**Your objective**
Among the records that follow, find the line with "types and the" and the line with "fn rank(&self) ->". Set down those lines and all lines between them exactly, without adding anything.

--- Data under study Enclosed Below ---

impl Analyzer {
    /// Capture an immutable settings snapshot for this compilation unit.
    pub fn new(settings: &Settings) -> Analyzer {
        Analyzer {
            settings: settings.clone(),
            scope: HashMap::new(),
            states: HashMap::new(),
            diagnostics: Vec::new(),
            next_id: 0,
        }
    }

    /// Declare a variable visible to the expression under analysis.
    pub fn declare(&mut self, name: impl Into<String>, t: StaticType) -> Result<()> {
        let name = name.into();
        if self.scope.contains_key(&name) {
            bail!("variable [{name}] is already defined");
        }
        self.scope.insert(name, t);
        Ok(())
    }

    /// Analyze a tree in place. Returns `Err` only for internal-consistency
    /// faults; compile-time type and structural faults are batched and
    /// available through the diagnostics.
    pub fn analyze(&mut self, root: &mut Node) -> Result<()> {
        self.assign_ids(root);
        self.visit(root)?;
        Ok(())
    }

    pub fn has_errors(&self) -> bool {
        !self.diagnostics.is_empty()
    }

    pub(crate) fn into_diagnostics(self) -> Vec<Diagnostic> {
        self.diagnostics
    }

    /// Pre-order identifier assignment; parsers that already number nodes
    /// are renumbered for a dense, stable range.
    fn assign_ids(&mut self, node: &mut Node) {
        node.id = self.fresh_id();
        match &mut node.kind {
            Kind::Constant { .. }
            | Kind::Null
            | Kind::Var { .. }
            | Kind::New { .. }
            | Kind::Pattern { .. } => {}
            Kind::Cast { expr, .. } => self.assign_ids(expr),
            Kind::Binary { lhs, rhs, .. }
            | Kind::Compare { lhs, rhs, .. }
            | Kind::Logic { lhs, rhs, .. }
            | Kind::Assign { lhs, rhs, .. } => {
                self.assign_ids(lhs);
                self.assign_ids(rhs);
            }
            Kind::Conditional { cond, lhs, rhs } => {
                self.assign_ids(cond);
                self.assign_ids(lhs);
                self.assign_ids(rhs);
            }
            Kind::Field { object, .. } => self.assign_ids(object),
            Kind::Index { object, index } => {
                self.assign_ids(object);
                self.assign_ids(index);
            }
            Kind::Match {
                subject, pattern, ..
            } => {
                self.assign_ids(subject);
                self.assign_ids(pattern);
            }
        }
    }

    fn fresh_id(&mut self) -> u32 {
        let id = self.next_id;
        self.next_id += 1;
        id
    }

    fn diag(&mut self, span: &Span, message: String) {
        self.diagnostics.push(Diagnostic {
            span: span.clone(),
            message,
        });
    }

    /// Wrap a child in a conversion node carrying the decided target type,
    /// so later stages never re-derive the decision. The wrapper arrives
    /// fully resolved.
    fn wrap(&mut self, slot: &mut Box<Node>, to: &StaticType, kind: ConversionKind) -> Result<()> {
        if kind == ConversionKind::None {
            return Ok(());
        }
        let span = slot.span.clone();
        let inner = std::mem::replace(slot, Box::new(Node::null(span.clone())));
        let mut cast = Node::conversion(span, to.clone(), kind, *inner);
        cast.id = self.fresh_id();
        cast.set_resolved(to.clone())?;
        self.states.insert(cast.id, NodeState::Resolved);
        *slot = Box::new(cast);
        Ok(())
    }

    /// Post-order visit. `Ok(true)` means the node resolved; `Ok(false)`
    /// means its subtree is poisoned and a diagnostic was recorded.
    fn visit(&mut self, node: &mut Node) -> Result<bool> {
        match self.states.get(&node.id) {
            Some(NodeState::Analyzing) => {
                bail!("internal error: structural cycle at node [{}]", node.id)
            }
            Some(NodeState::Resolved) => {
                bail!("internal error: node [{}] entered twice", node.id)
            }
            None => {}
        }
        self.states.insert(node.id, NodeState::Analyzing);
        let resolved = self.visit_kind(&mut node.kind, &node.span)?;
        self.states.insert(node.id, NodeState::Resolved);
        match resolved {
            Some(t) => {
                node.set_resolved(t)?;
                Ok(true)
            }
            None => Ok(false),
        }
    }

    fn visit_kind(&mut self, kind: &mut Kind, span: &Span) -> Result<Option<StaticType>> {
        Ok(match kind {
            Kind::Constant { value } => Some(value.static_type()),
            Kind::Null => Some(StaticType::Null),
            Kind::Var { name } => match self.scope.get(name).cloned() {
                Some(t) => Some(t),
                None => {
                    self.diag(span, format!("unknown variable [{name}]"));
                    None
                }
            },
            Kind::New { class } => Some(StaticType::Object(class.clone())),
            Kind::Pattern { pattern } => {
                if !self.settings.regex_enabled() {
                    self.diag(
                        span,
                        format!(
                            "regexes are disabled; set [{SETTING_REGEX_ENABLED}] to [true] \
                             to allow them"
                        ),
                    );
                    return Ok(None);
                }
                match Program::compile(pattern) {
                    Ok(_) => Some(StaticType::Pattern),
                    Err(e) => {
                        self.diag(span, format!("invalid regular expression: {e}"));
                        None
                    }
                }
            }
            Kind::Cast {
                expr,
                to,
                explicit,
                conversion,
            } => {
                if !self.visit(expr)? {
                    return Ok(None);
                }
                let from = expr.resolved().cloned().unwrap_or(StaticType::Dynamic);
                match compatible(&from, to, *explicit) {
                    Ok(k) => {
                        *conversion = Some(k);
                        Some(to.clone())
                    }
                    Err(e) => {
                        self.diag(span, e.to_string());
                        None
                    }
                }
            }
            Kind::Binary { op, lhs, rhs } => {
                let lok = self.visit(lhs)?;
                let rok = self.visit(rhs)?;
                if !(lok && rok) {
                    return Ok(None);
                }
                let lt = lhs.resolved().cloned().unwrap_or(StaticType::Dynamic);
                let rt = rhs.resolved().cloned().unwrap_or(StaticType::Dynamic);
                let d = promote_cached(&lt, &rt);
                if !(d.result.is_numeric() || d.result == StaticType::Dynamic) {
                    self.diag(
                        span,
                        format!("binary operator [{op}] requires numeric operands, found [{lt}] and [{rt}]"),
                    );
                    return Ok(None);
                }
                self.wrap(lhs, &d.result, d.lhs)?;
                self.wrap(rhs, &d.result, d.rhs)?;
                Some(d.result)
            }
            Kind::Compare { op, lhs, rhs } => {
                let lok = self.visit(lhs)?;
                let rok = self.visit(rhs)?;
                if !(lok && rok) {
                    return Ok(None);
                }
                let lt = lhs.resolved().cloned().unwrap_or(StaticType::Dynamic);
                let rt = rhs.resolved().cloned().unwrap_or(StaticType::Dynamic);
                let d = promote_cached(&lt, &rt);
                let ordered = matches!(
                    op,
                    crate::ast::CompareOp::Lt
                        | crate::ast::CompareOp::Le
                        | crate::ast::CompareOp::Gt
                        | crate::ast::CompareOp::Ge
                );
                if ordered && !(d.result.is_numeric() || d.result == StaticType::Dynamic) {
                    self.diag(
                        span,
                        format!("comparison [{op}] requires numeric operands, found [{lt}] and [{rt}]"),
                    );
                    return Ok(None);
                }
                self.wrap(lhs, &d.result, d.lhs)?;
                self.wrap(rhs, &d.result, d.rhs)?;
                Some(StaticType::Bool)
            }
            Kind::Logic { op, lhs, rhs } => {
                let lok = self.visit(lhs)?;
                let rok = self.visit(rhs)?;
                if !(lok && rok) {
                    return Ok(None);
                }
                let mut ok = true;
                for side in [&*lhs, &*rhs] {
                    let t = side.resolved().cloned().unwrap_or(StaticType::Dynamic);
                    if t != StaticType::Bool {
                        self.diag(
                            &side.span,
                            format!("logical operator [{op}] requires boolean operands, found [{t}]"),
                        );
                        ok = false;
                    }
                }
                if !ok {
                    return Ok(None);
                }
                Some(StaticType::Bool)
            }
            Kind::Conditional { cond, lhs, rhs } => {
                // The boolean requirement on the condition is never deferred,
                // even for dynamically typed conditions.
                let mut ok = self.visit(cond)?;
                if ok {
                    let ct = cond.resolved().cloned().unwrap_or(StaticType::Dynamic);
                    if ct != StaticType::Bool {
                        self.diag(
                            &cond.span,
                            format!("condition must be boolean, found [{ct}]"),
                        );
                        ok = false;
                    }
                }
                let lok = self.visit(lhs)?;
                let rok = self.visit(rhs)?;
                if !(ok && lok && rok) {
                    return Ok(None);
                }
                let lt = lhs.resolved().cloned().unwrap_or(StaticType::Dynamic);
                let rt = rhs.resolved().cloned().unwrap_or(StaticType::Dynamic);
                let d = promote_cached(&lt, &rt);
                self.wrap(lhs, &d.result, d.lhs)?;
                self.wrap(rhs, &d.result, d.rhs)?;
                Some(d.result)
            }
            Kind::Assign {
                lhs,
                rhs,
                op,
                post_if_read: _,
                compound_type,
                load_conversion,
                store_conversion,
            } => {
                // Storable-location check is structural and happens before
                // any type analysis; the value side is still analyzed so its
                // faults batch alongside.
                if !lhs.is_storable_target() {
                    self.diag(
                        &lhs.span,
                        format!(
                            "invalid assignment: cannot assign a value to {}",
                            lhs.describe()
                        ),
                    );
                    self.visit(rhs)?;
                    return Ok(None);
                }
                let lok = self.visit(lhs)?;
                let rok = self.visit(rhs)?;
                if !(lok && rok) {
                    return Ok(None);
                }
                let lt = lhs.resolved().cloned().unwrap_or(StaticType::Dynamic);
                let rt = rhs.resolved().cloned().unwrap_or(StaticType::Dynamic);

                if let Some(bop) = op {
                    // The operator result type follows the same promotion
                    // rules as a standalone binary operator; the compound
                    // form itself licenses the narrowing store-back.
                    let d = promote_cached(&lt, &rt);
                    if !(d.result.is_numeric() || d.result == StaticType::Dynamic) {
                        self.diag(
                            span,
                            format!(
                                "compound operator [{bop}] requires numeric operands, found [{lt}] and [{rt}]"
                            ),
                        );
                        return Ok(None);
                    }
                    self.wrap(rhs, &d.result, d.rhs)?;
                    match compatible(&d.result, &lt, true) {
                        Ok(store) => {
                            *compound_type = Some(d.result);
                            *load_conversion = d.lhs;
                            *store_conversion = store;
                        }
                        Err(e) => {
                            self.diag(span, e.to_string());
                            return Ok(None);
                        }
                    }
                } else {
                    match compatible(&rt, &lt, false) {
                        Ok(k) => self.wrap(rhs, &lt, k)?,
                        Err(e) => {
                            self.diag(span, e.to_string());
                            return Ok(None);
                        }
                    }
                }
                // Pre/post read timing affects evaluation order only, never
                // the type: the stored value's type either way.
                Some(lt)
            }
            Kind::Field { object, name } => {
                if !self.visit(object)? {
                    return Ok(None);
                }
                let t = object.resolved().cloned().unwrap_or(StaticType::Dynamic);
                if t != StaticType::Dynamic {
                    self.diag(span, format!("field [{name}] is not defined for type [{t}]"));
                    return Ok(None);
                }
                Some(StaticType::Dynamic)
            }
            Kind::Index { object, index } => {
                let ook = self.visit(object)?;
                let iok = self.visit(index)?;
                if !(ook && iok) {
                    return Ok(None);
                }
                let t = object.resolved().cloned().unwrap_or(StaticType::Dynamic);
                if t != StaticType::Dynamic {
                    self.diag(span, format!("index access is not defined for type [{t}]"));
                    return Ok(None);
                }
                Some(StaticType::Dynamic)
            }
            Kind::Match {
                op,
                subject,
                pattern,
            } => {
                let sok = self.visit(subject)?;
                let pok = self.visit(pattern)?;
                if !(sok && pok) {
                    return Ok(None);
                }
                let st = subject.resolved().cloned().unwrap_or(StaticType::Dynamic);
                let pt = pattern.resolved().cloned().unwrap_or(StaticType::Dynamic);
                let mut ok = true;
                if !matches!(st, StaticType::String | StaticType::Dynamic) {
                    self.diag(
                        &subject.span,
                        format!("operator [{op}] requires a string subject, found [{st}]"),
                    );
                    ok = false;
                }
                if !matches!(pt, StaticType::Pattern | StaticType::Dynamic) {
                    self.diag(
                        &pattern.span,
                        format!("operator [{op}] requires a pattern operand, found [{pt}]"),
                    );
                    ok = false;
                }
                if !ok {
                    return Ok(None);
                }
                Some(StaticType::Bool)
            }
        })
    }
}
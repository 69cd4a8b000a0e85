// Copyright (c) Microsoft Corporation.
// Licensed under the MIT License.

//! The type lattice and promotion engine.
//!
//! [`promote`] decides a single result type for two typed operands or
//! conditional branches, and [`compatible`] decides what conversion (if any)
//! carries a value of one type into a target of another. Both are pure and
//! total over the lattice: the dynamic type is an explicit element that
//! always unifies to itself, never an absent value.

use core::fmt;
use std::collections::HashMap;
use std::sync::Mutex;

use lazy_static::lazy_static;
use thiserror::Error;

/// The resolved static type of an expression node.
///
/// Primitives are listed in widening order. Reference types are `String`,
/// `Pattern`, named `Object` types and the top reference type `Any`; `Null`
/// is the type of the null literal and `Dynamic` defers all compatibility
/// checking to run time.
#[derive(Debug, Clone, PartialEq, Eq, Hash, PartialOrd, Ord)]
pub enum StaticType {
    Bool,
    Byte,
    Short,
    Int,
    Long,
    Float,
    Double,
    String,
    Pattern,
    Object(std::string::String),
    Any,
    Null,
    Dynamic,
}

impl StaticType {
    pub fn is_numeric(&self) -> bool {
        matches!(
            self,
            Self::Byte | Self::Short | Self::Int | Self::Long | Self::Float | Self::Double
        )
    }

    pub fn is_primitive(&self) -> bool {
        self.is_numeric() || *self == Self::Bool
    }

    pub fn is_reference(&self) -> bool {
        matches!(
            self,
            Self::String | Self::Pattern | Self::Object(_) | Self::Any
        )
    }

    /// Position in the fixed numeric widening order, if numeric.
    fn rank(&self) -> Option<u8> {
        Some(match self {
            Self::Byte => 0,
            Self::Short => 1,
            Self::Int => 2,
            Self::Long => 3,
            Self::Float => 4,
            Self::Double => 5,
            _ => return None,
        })
    }
}

impl fmt::Display for StaticType {
    fn fmt(&self, f: &mut fmt::Formatter<'_>) -> fmt::Result {
        match self {
            Self::Bool => write!(f, "boolean"),
            Self::Byte => write!(f, "byte"),
            Self::Short => write!(f, "short"),
            Self::Int => write!(f, "int"),
            Self::Long => write!(f, "long"),
            Self::Float => write!(f, "float"),
            Self::Double => write!(f, "double"),
            Self::String => write!(f, "String"),
            Self::Pattern => write!(f, "Pattern"),
            Self::Object(name) => write!(f, "{name}"),
            Self::Any => write!(f, "Object"),
            Self::Null => write!(f, "null"),
            Self::Dynamic => write!(f, "def"),
        }
    }
}

/// The conversion required to carry an operand into a decided type.
#[derive(Debug, Clone, Copy, PartialEq, Eq, Default)]
pub enum ConversionKind {
    #[default]
    None,
    ImplicitWiden,
    ExplicitNarrow,
    Box,
    Unbox,
    DeferDynamic,
}

/// Result of promoting a pair of operand types: the common type and the
/// conversion each side requires. Pure and cacheable by the operand pair.
#[derive(Debug, Clone, PartialEq, Eq)]
pub struct TypeDecision {
    pub result: StaticType,
    pub lhs: ConversionKind,
    pub rhs: ConversionKind,
}

/// A failed static or deferred cast, carrying the attempted types.
#[derive(Debug, Clone, PartialEq, Eq, Error)]
#[error("cannot cast from [{from}] to [{to}]")]
pub struct TypeMismatch {
    pub from: StaticType,
    pub to: StaticType,
}

/// Conversion a reference-typed side needs to reach the top type.
fn widen_to_any(t: &StaticType) -> ConversionKind {
    match t {
        StaticType::Any => ConversionKind::None,
        _ if t.is_primitive() => ConversionKind::Box,
        _ => ConversionKind::ImplicitWiden,
    }
}

/// Decide the common type of two operands or conditional branches.
///
/// Rules, in priority order: equal types unify to themselves; numeric pairs
/// widen to the larger per the fixed order; a dynamic side defers both sides
/// to run time; a null literal unifies to the other side's reference type;
/// unrelated reference types fall back to the top reference type rather than
/// attempting common-ancestor inference; remaining mixed pairs box into the
/// top type. The result type is commutative in the operands.
pub fn promote(a: &StaticType, b: &StaticType) -> TypeDecision {
    use ConversionKind::*;

    if a == b {
        return TypeDecision {
            result: a.clone(),
            lhs: None,
            rhs: None,
        };
    }

    if *a == StaticType::Dynamic || *b == StaticType::Dynamic {
        return TypeDecision {
            result: StaticType::Dynamic,
            lhs: DeferDynamic,
            rhs: DeferDynamic,
        };
    }

    if let (Some(ra), Some(rb)) = (a.rank(), b.rank()) {
        return if ra < rb {
            TypeDecision {
                result: b.clone(),
                lhs: ImplicitWiden,
                rhs: None,
            }
        } else {
            TypeDecision {
                result: a.clone(),
                lhs: None,
                rhs: ImplicitWiden,
            }
        };
    }

    // A syntactic null takes on the other side's type when that side is a
    // reference type; against a primitive it forces boxing into the top type.
    if *a == StaticType::Null || *b == StaticType::Null {
        let other = if *a == StaticType::Null { b } else { a };
        if other.is_reference() {
            return TypeDecision {
                result: other.clone(),
                lhs: None,
                rhs: None,
            };
        }
        return TypeDecision {
            result: StaticType::Any,
            lhs: widen_to_any(a),
            rhs: widen_to_any(b),
        };
    }

    // Unrelated reference pairs and primitive/reference mixes (including
    // boolean against numeric) all fall back to the top reference type.
    TypeDecision {
        result: StaticType::Any,
        lhs: widen_to_any(a),
        rhs: widen_to_any(b),
    }
}

lazy_static! {
    static ref DECISIONS: Mutex<HashMap<(StaticType, StaticType), TypeDecision>> =
        Mutex::new(HashMap::new());
}

/// [`promote`] through a process-wide decision cache. The lattice is
/// independent of any particular script, so concurrent compilations may race
/// to populate the same entries.
pub fn promote_cached(a: &StaticType, b: &StaticType) -> TypeDecision {
    if let Ok(mut cache) = DECISIONS.lock() {
        return cache
            .entry((a.clone(), b.clone()))
            .or_insert_with(|| promote(a, b))
            .clone();
    }
    promote(a, b)
}

/// Decide whether a value of `source` type may flow into a target declared
/// as `target`, and with which conversion.
///
/// `explicit` is true only when the target type was written with an explicit
/// cast in the source text; narrowing is never inserted silently. A dynamic
/// source or target defers the whole check to run time.
pub fn compatible(
    source: &StaticType,
    target: &StaticType,
    explicit: bool,
) -> Result<ConversionKind, TypeMismatch> {
    use ConversionKind::*;

    let mismatch = || {
        Err(TypeMismatch {
            from: source.clone(),
            to: target.clone(),
        })
    };

    if source == target {
        return Ok(None);
    }

    if *source == StaticType::Dynamic || *target == StaticType::Dynamic {
        return Ok(DeferDynamic);
    }

    if let (Some(rs), Some(rt)) = (source.rank(), target.rank()) {
        return if rs < rt {
            Ok(ImplicitWiden)
        } else if explicit {
            Ok(ExplicitNarrow)
        } else {
            mismatch()
        };
    }

    if *source == StaticType::Null {
        return if target.is_reference() {
            Ok(None)
        } else {
            mismatch()
        };
    }

    if source.is_reference() && *target == StaticType::Any {
        return Ok(ImplicitWiden);
    }

    if *source == StaticType::Any && target.is_primitive() {
        return if explicit { Ok(Unbox) } else { mismatch() };
    }

    if source.is_primitive() && *target == StaticType::Any {
        return Ok(Box);
    }

    // Downcasts between distinct reference types require an explicit marker
    // and remain checked when the value is consumed.
    if source.is_reference() && target.is_reference() {
        return if explicit { Ok(ExplicitNarrow) } else { mismatch() };
    }

    mismatch()
}

/// Run-time half of a deferred check: may a value whose concrete type is
/// `actual` be consumed where `target` is required? Widening is permitted,
/// narrowing is not; a failure reports the attempted types.
pub fn runtime_narrow(actual: &StaticType, target: &StaticType) -> Result<(), TypeMismatch> {
    if *target == StaticType::Dynamic {
        return Ok(());
    }
    match compatible(actual, target, false) {
        Ok(ConversionKind::None)
        | Ok(ConversionKind::ImplicitWiden)
        | Ok(ConversionKind::Box)
        | Ok(ConversionKind::DeferDynamic) => Ok(()),
        _ => Err(TypeMismatch {
            from: actual.clone(),
            to: target.clone(),
        }),
    }
}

--- End of Enclosed Data under study ---

**Solution to the exercise**
/// `Pattern`, named `Object` types and the top reference type `Any`; `Null`
/// is the type of the null literal and `Dynamic` defers all compatibility
/// checking to run time.
#[derive(Debug, Clone, PartialEq, Eq, Hash, PartialOrd, Ord)]
pub enum StaticType {
    Bool,
    Byte,
    Short,
    Int,
    Long,
    Float,
    Double,
    String,
    Pattern,
    Object(std::string::String),
    Any,
    Null,
    Dynamic,
}

impl StaticType {
    pub fn is_numeric(&self) -> bool {
        matches!(
            self,
            Self::Byte | Self::Short | Self::Int | Self::Long | Self::Float | Self::Double
        )
    }

    pub fn is_primitive(&self) -> bool {
        self.is_numeric() || *self == Self::Bool
    }

    pub fn is_reference(&self) -> bool {
        matches!(
            self,
            Self::String | Self::Pattern | Self::Object(_) | Self::Any
        )
    }

    /// Position in the fixed numeric widening order, if numeric.
    fn rank(&self) -> Option<u8> {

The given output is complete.